EXERCISE GOAL.
Reproduce the listing verbatim through the line with "Tick and sqrt-price".

RECORDS FOR PROCESSING.
==========
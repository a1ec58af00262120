//! Conversions between prices, ticks and Q64.96 square-root prices.
//!
//! A tick `t` addresses the price `1.0001^t` of token0 in units of token1.
//! Pools store `sqrt(price) * 2^96` as an integer. Tick and sqrt-price
//! conversions are exact integer arithmetic; anything that produces or
//! consumes a human price goes through `f64`.

use crate::error::{DomainError, DomainResult};
use primitive_types::U256;

/// Base of the logarithmic tick grid.
pub const TICK_BASE: f64 = 1.0001;

// 2^96
const Q96: f64 = 79_228_162_514_264_337_593_543_950_336.0;

/// Lowest usable tick.
pub const MIN_TICK: i32 = -887_272;
/// Highest usable tick.
pub const MAX_TICK: i32 = 887_272;

/// `get_sqrt_ratio_at_tick(MIN_TICK)`.
pub const MIN_SQRT_RATIO: U256 = U256([4_295_128_739, 0, 0, 0]);
/// `get_sqrt_ratio_at_tick(MAX_TICK)`.
pub const MAX_SQRT_RATIO: U256 = U256([
    0x5d95_1d52_6398_8d26,
    0xefd1_fc6a_5064_8849,
    0xfffd_8963,
    0,
]);

// sqrt(1.0001^-(2^i)) in Q128.128, for i = 1..=19.
const RATIO_FACTORS: [(u32, u128); 19] = [
    (0x2, 0xfff9_7272_373d_4132_59a4_6990_580e_213a),
    (0x4, 0xfff2_e50f_5f65_6932_ef12_357c_f3c7_fdcc),
    (0x8, 0xffe5_caca_7e10_e4e6_1c36_24ea_a094_1cd0),
    (0x10, 0xffcb_9843_d60f_6159_c9db_5883_5c92_6644),
    (0x20, 0xff97_3b41_fa98_c081_472e_6896_dfb2_54c0),
    (0x40, 0xff2e_a164_66c9_6a38_43ec_78b3_26b5_2861),
    (0x80, 0xfe5d_ee04_6a99_a2a8_11c4_61f1_969c_3053),
    (0x100, 0xfcbe_86c7_900a_88ae_dcff_c83b_479a_a3a4),
    (0x200, 0xf987_a725_3ac4_1317_6f2b_074c_f781_5e54),
    (0x400, 0xf339_2b08_22b7_0005_940c_7a39_8e4b_70f3),
    (0x800, 0xe715_9475_a2c2_9b74_43b2_9c7f_a6e8_89d9),
    (0x1000, 0xd097_f3bd_fd20_22b8_845a_d8f7_92aa_5825),
    (0x2000, 0xa9f7_4646_2d87_0fdf_8a65_dc1f_90e0_61e5),
    (0x4000, 0x70d8_69a1_56d2_a1b8_90bb_3df6_2baf_32f7),
    (0x8000, 0x31be_135f_97d0_8fd9_8123_1505_542f_cfa6),
    (0x10000, 0x09aa_508b_5b7a_84e1_c677_de54_f3e9_9bc9),
    (0x20000, 0x005d_6af8_dedb_8119_6699_c329_225e_e604),
    (0x40000, 0x0000_2216_e584_f5fa_1ea9_2604_1bed_fe98),
    (0x80000, 0x0000_0000_048a_1703_91f7_dc42_444e_8fa2),
];

/// Checks a tick lies in `[MIN_TICK, MAX_TICK]`.
#[must_use]
pub fn is_tick_in_range(tick: i32) -> bool {
    (MIN_TICK..=MAX_TICK).contains(&tick)
}

/// Returns `sqrt(1.0001^tick) * 2^96`, rounded up, as computed on-chain.
pub fn get_sqrt_ratio_at_tick(tick: i32) -> DomainResult<U256> {
    if !is_tick_in_range(tick) {
        return Err(DomainError::TickOutOfRange(tick));
    }
    let abs_tick = tick.unsigned_abs();

    let mut ratio = if abs_tick & 0x1 != 0 {
        U256::from(0xfffc_b933_bd6f_ad37_aa2d_162d_1a59_4001_u128)
    } else {
        U256::one() << 128
    };
    for (mask, factor) in RATIO_FACTORS {
        if abs_tick & mask != 0 {
            ratio = (ratio * U256::from(factor)) >> 128;
        }
    }
    if tick > 0 {
        ratio = U256::MAX / ratio;
    }

    // Q128.128 -> Q64.96, rounding up so that the inverse lookup is exact.
    let shifted = ratio >> 32;
    if (ratio & U256::from(u32::MAX)).is_zero() {
        Ok(shifted)
    } else {
        Ok(shifted + U256::one())
    }
}

/// Returns the greatest tick whose sqrt ratio is `<= sqrt_price_x96`.
pub fn get_tick_at_sqrt_ratio(sqrt_price_x96: U256) -> DomainResult<i32> {
    if sqrt_price_x96 < MIN_SQRT_RATIO || sqrt_price_x96 >= MAX_SQRT_RATIO {
        return Err(DomainError::SqrtPriceOutOfRange(sqrt_price_x96.to_string()));
    }
    let (mut lo, mut hi) = (MIN_TICK, MAX_TICK);
    while lo < hi {
        let mid = lo + (hi - lo + 1) / 2;
        if get_sqrt_ratio_at_tick(mid)? <= sqrt_price_x96 {
            lo = mid;
        } else {
            hi = mid - 1;
        }
    }
    Ok(lo)
}

/// `floor(sqrt(price) * 2^96)` where `price` is token1 per token0.
///
/// The square root is taken in `f64` and the product converted exactly,
/// so the result matches pools initialised from floating-point prices.
pub fn price_to_sqrt_price_x96(price: f64) -> DomainResult<U256> {
    if !price.is_finite() || price <= 0.0 {
        return Err(DomainError::InvalidPrice(price.to_string()));
    }
    f64_to_u256(price.sqrt() * 2f64.powi(96))
}

/// `(sqrt_price_x96 / 2^96)^2`: the price of token0 in units of token1.
///
/// Computed in `f64`, which spans every price between `MIN_SQRT_RATIO`
/// and `MAX_SQRT_RATIO` (about `2.9e-39` to `3.4e38`).
pub fn sqrt_price_x96_to_price(sqrt_price_x96: U256) -> DomainResult<f64> {
    if sqrt_price_x96.is_zero() {
        return Err(DomainError::InvalidPrice("0".to_string()));
    }
    let ratio = u256_to_f64(sqrt_price_x96) / Q96;
    Ok(ratio * ratio)
}

/// `(2^96 / sqrt_price_x96)^2`: the price of token1 in units of token0.
pub fn sqrt_price_x96_to_inverse_price(sqrt_price_x96: U256) -> DomainResult<f64> {
    if sqrt_price_x96.is_zero() {
        return Err(DomainError::DivisionByZero);
    }
    let ratio = Q96 / u256_to_f64(sqrt_price_x96);
    Ok(ratio * ratio)
}

/// `floor(log_1.0001(price))`.
pub fn price_to_tick(price: f64) -> DomainResult<i32> {
    if !price.is_finite() || price <= 0.0 {
        return Err(DomainError::InvalidPrice(price.to_string()));
    }
    let tick = (price.ln() / TICK_BASE.ln()).floor();
    if tick < f64::from(MIN_TICK) || tick > f64::from(MAX_TICK) {
        return Err(DomainError::TickOutOfRange(tick as i32));
    }
    Ok(tick as i32)
}

/// Q64.96 sqrt price at a tick boundary.
///
/// This is the on-chain ratio, which rounds up: it can sit a few ulps above
/// `floor(1.0001^(tick/2) * 2^96)`. Pools and tick lookups agree on it.
pub fn tick_to_sqrt_price_x96(tick: i32) -> DomainResult<U256> {
    get_sqrt_ratio_at_tick(tick)
}

/// Returns the price corresponding to a given tick.
/// P = 1.0001 ^ tick
pub fn tick_to_price(tick: i32) -> DomainResult<f64> {
    if !is_tick_in_range(tick) {
        return Err(DomainError::TickOutOfRange(tick));
    }
    Ok(TICK_BASE.powi(tick))
}

/// `floor(tick / spacing) * spacing`. `spacing` must be positive.
#[must_use]
pub fn round_tick_to_spacing(tick: i32, spacing: i32) -> i32 {
    tick.div_euclid(spacing) * spacing
}

/// Converts a price to a tick usable as a position boundary.
pub fn price_to_tick_with_spacing(price: f64, spacing: i32) -> DomainResult<i32> {
    Ok(round_tick_to_spacing(price_to_tick(price)?, spacing))
}

// Truncating conversion of a non-negative float to an integer.
fn f64_to_u256(value: f64) -> DomainResult<U256> {
    if !value.is_finite() || value < 0.0 {
        return Err(DomainError::InvalidPrice(value.to_string()));
    }
    if value < 1.0 {
        return Ok(U256::zero());
    }
    let bits = value.to_bits();
    let exponent = ((bits >> 52) & 0x7ff) as i32 - 1075;
    let mantissa = (bits & ((1u64 << 52) - 1)) | (1u64 << 52);
    if exponent >= 0 {
        if exponent > 203 {
            return Err(DomainError::Overflow);
        }
        Ok(U256::from(mantissa) << exponent as usize)
    } else {
        Ok(U256::from(mantissa >> (-exponent) as u32))
    }
}

// Nearest f64 to the top 64 significant bits of `value`.
fn u256_to_f64(value: U256) -> f64 {
    let bits = value.bits();
    if bits <= 64 {
        return value.low_u64() as f64;
    }
    let shift = bits - 64;
    (value >> shift).low_u64() as f64 * 2f64.powi(shift as i32)
}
==========
REPLY TO THE EXERCISE.
repository a1ec58af00262120
//! Conversions between prices, ticks and Q64.96 square-root prices.
//!
//! A tick `t` addresses the price `1.0001^t` of token0 in units of token1.
//! Pools store `sqrt(price) * 2^96` as an integer. Tick and sqrt-price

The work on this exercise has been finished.